### Work instruction
Each record is to be written out exactly as it appears.
☆ ☆ ☆ ☆
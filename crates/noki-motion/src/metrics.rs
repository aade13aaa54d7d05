//! 运动控制实时指标
//!
//! 提供零开销的原子计数器，用于监控节拍线程的健康状态。
//! 所有计数器都使用原子操作，可以在任何线程安全地读取，
//! 不会和控制器的互斥锁产生竞争。

use std::sync::atomic::{AtomicU64, Ordering};

/// 运动控制实时指标
///
/// # 使用示例
///
/// ```rust
/// use noki_motion::MotionMetrics;
/// use std::sync::atomic::Ordering;
///
/// let metrics = MotionMetrics::new();
/// metrics.ticks_total.fetch_add(1, Ordering::Relaxed);
///
/// let snapshot = metrics.snapshot();
/// assert_eq!(snapshot.ticks_total, 1);
/// ```
#[derive(Debug, Default)]
pub struct MotionMetrics {
    /// 节拍总数
    pub ticks_total: AtomicU64,

    /// 成功写入硬件的次数
    pub writes_total: AtomicU64,

    /// 硬件写入失败次数
    ///
    /// 失败的写入会被跳过（该通道本拍丢失一次更新），不会中断
    /// 其他通道或节拍循环。如果这个值持续增长，说明总线或舵机
    /// 供电存在问题。
    pub write_errors: AtomicU64,

    /// `move_to` / `center_all` 接受的请求数
    pub moves_total: AtomicU64,

    /// 目标角度因越界被截断的次数
    pub targets_clamped: AtomicU64,

    /// 节拍超时（overrun）次数：一拍的推进+写入耗时超过了节拍周期
    pub tick_overruns: AtomicU64,
}

impl MotionMetrics {
    /// 创建新的指标实例（所有计数器初始化为 0）
    pub fn new() -> Self {
        Self::default()
    }

    /// 获取人类可读的指标快照
    ///
    /// 各计数器独立原子读取（计数器之间可能有微小时间差）。
    pub fn snapshot(&self) -> MetricsSnapshot {
        MetricsSnapshot {
            ticks_total: self.ticks_total.load(Ordering::Relaxed),
            writes_total: self.writes_total.load(Ordering::Relaxed),
            write_errors: self.write_errors.load(Ordering::Relaxed),
            moves_total: self.moves_total.load(Ordering::Relaxed),
            targets_clamped: self.targets_clamped.load(Ordering::Relaxed),
            tick_overruns: self.tick_overruns.load(Ordering::Relaxed),
        }
    }

    /// 重置所有计数器（用于测试）
    pub fn reset(&self) {
        self.ticks_total.store(0, Ordering::Relaxed);
        self.writes_total.store(0, Ordering::Relaxed);
        self.write_errors.store(0, Ordering::Relaxed);
        self.moves_total.store(0, Ordering::Relaxed);
        self.targets_clamped.store(0, Ordering::Relaxed);
        self.tick_overruns.store(0, Ordering::Relaxed);
    }
}

/// 指标快照（普通整数，便于打印和断言）
#[derive(Debug, Clone, Copy, PartialEq, Eq, Default)]
pub struct MetricsSnapshot {
    /// 节拍总数
    pub ticks_total: u64,
    /// 成功写入硬件的次数
    pub writes_total: u64,
    /// 硬件写入失败次数
    pub write_errors: u64,
    /// 接受的运动请求数
    pub moves_total: u64,
    /// 目标被截断的次数
    pub targets_clamped: u64,
    /// 节拍超时次数
    pub tick_overruns: u64,
}

#[cfg(test)]
mod tests {
    use super::*;

    #[test]
    fn test_metrics_snapshot() {
        let metrics = MotionMetrics::new();
        metrics.ticks_total.fetch_add(3, Ordering::Relaxed);
        metrics.write_errors.fetch_add(1, Ordering::Relaxed);

        let snapshot = metrics.snapshot();
        assert_eq!(snapshot.ticks_total, 3);
        assert_eq!(snapshot.write_errors, 1);
        assert_eq!(snapshot.writes_total, 0);
    }

    #[test]
    fn test_metrics_reset() {
        let metrics = MotionMetrics::new();
        metrics.moves_total.fetch_add(5, Ordering::Relaxed);
        metrics.reset();
        assert_eq!(metrics.snapshot(), MetricsSnapshot::default());
    }
}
☆ ☆ ☆ ☆
### Written reply
filename crates/noki-motion/src/metrics.rs
repository aade13aaa54d7d05
//! 运动控制实时指标
//!
//! 提供零开销的原子计数器，用于监控节拍线程的健康状态。
//! 所有计数器都使用原子操作，可以在任何线程安全地读取，
//! 不会和控制器的互斥锁产生竞争。

use std::sync::atomic::{AtomicU64, Ordering};

/// 运动控制实时指标
///
/// # 使用示例
///
/// ```rust
/// use noki_motion::MotionMetrics;
/// use std::sync::atomic::Ordering;
///
/// let metrics = MotionMetrics::new();
/// metrics.ticks_total.fetch_add(1, Ordering::Relaxed);
///
/// let snapshot = metrics.snapshot();
/// assert_eq!(snapshot.ticks_total, 1);
/// ```
#[derive(Debug, Default)]
pub struct MotionMetrics {
    /// 节拍总数
    pub ticks_total: AtomicU64,

    /// 成功写入硬件的次数
    pub writes_total: AtomicU64,

    /// 硬件写入失败次数
    ///
    /// 失败的写入会被跳过（该通道本拍丢失一次更新），不会中断
    /// 其他通道或节拍循环。如果这个值持续增长，说明总线或舵机
    /// 供电存在问题。
    pub write_errors: AtomicU64,

    /// `move_to` / `center_all` 接受的请求数
    pub moves_total: AtomicU64,

    /// 目标角度因越界被截断的次数
    pub targets_clamped: AtomicU64,

    /// 节拍超时（overrun）次数：一拍的推进+写入耗时超过了节拍周期
    pub tick_overruns: AtomicU64,
}

impl MotionMetrics {
    /// 创建新的指标实例（所有计数器初始化为 0）
    pub fn new() -> Self {
        Self::default()
    }

    /// 获取人类可读的指标快照
    ///
    /// 各计数器独立原子读取（计数器之间可能有微小时间差）。
    pub fn snapshot(&self) -> MetricsSnapshot {
        MetricsSnapshot {
            ticks_total: self.ticks_total.load(Ordering::Relaxed),
            writes_total: self.writes_total.load(Ordering::Relaxed),
            write_errors: self.write_errors.load(Ordering::Relaxed),
            moves_total: self.moves_total.load(Ordering::Relaxed),
            targets_clamped: self.targets_clamped.load(Ordering::Relaxed),
            tick_overruns: self.tick_overruns.load(Ordering::Relaxed),
        }
    }

    /// 重置所有计数器（用于测试）
    pub fn reset(&self) {
        self.ticks_total.store(0, Ordering::Relaxed);
        self.writes_total.store(0, Ordering::Relaxed);
        self.write_errors.store(0, Ordering::Relaxed);
        self.moves_total.store(0, Ordering::Relaxed);
        self.targets_clamped.store(0, Ordering::Relaxed);
        self.tick_overruns.store(0, Ordering::Relaxed);
    }
}

/// 指标快照（普通整数，便于打印和断言）
#[derive(Debug, Clone, Copy, PartialEq, Eq, Default)]
pub struct MetricsSnapshot {
    /// 节拍总数
    pub ticks_total: u64,
    /// 成功写入硬件的次数
    pub writes_total: u64,
    /// 硬件写入失败次数
    pub write_errors: u64,
    /// 接受的运动请求数
    pub moves_total: u64,
    /// 目标被截断的次数
    pub targets_clamped: u64,
    /// 节拍超时次数
    pub tick_overruns: u64,
}

#[cfg(test)]
mod tests {
    use super::*;

    #[test]
    fn test_metrics_snapshot() {
        let metrics = MotionMetrics::new();
        metrics.ticks_total.fetch_add(3, Ordering::Relaxed);
        metrics.write_errors.fetch_add(1, Ordering::Relaxed);

        let snapshot = metrics.snapshot();
        assert_eq!(snapshot.ticks_total, 3);
        assert_eq!(snapshot.write_errors, 1);
        assert_eq!(snapshot.writes_total, 0);
    }

    #[test]
    fn test_metrics_reset() {
        let metrics = MotionMetrics::new();
        metrics.moves_total.fetch_add(5, Ordering::Relaxed);
        metrics.reset();
        assert_eq!(metrics.snapshot(), MetricsSnapshot::default());
    }
}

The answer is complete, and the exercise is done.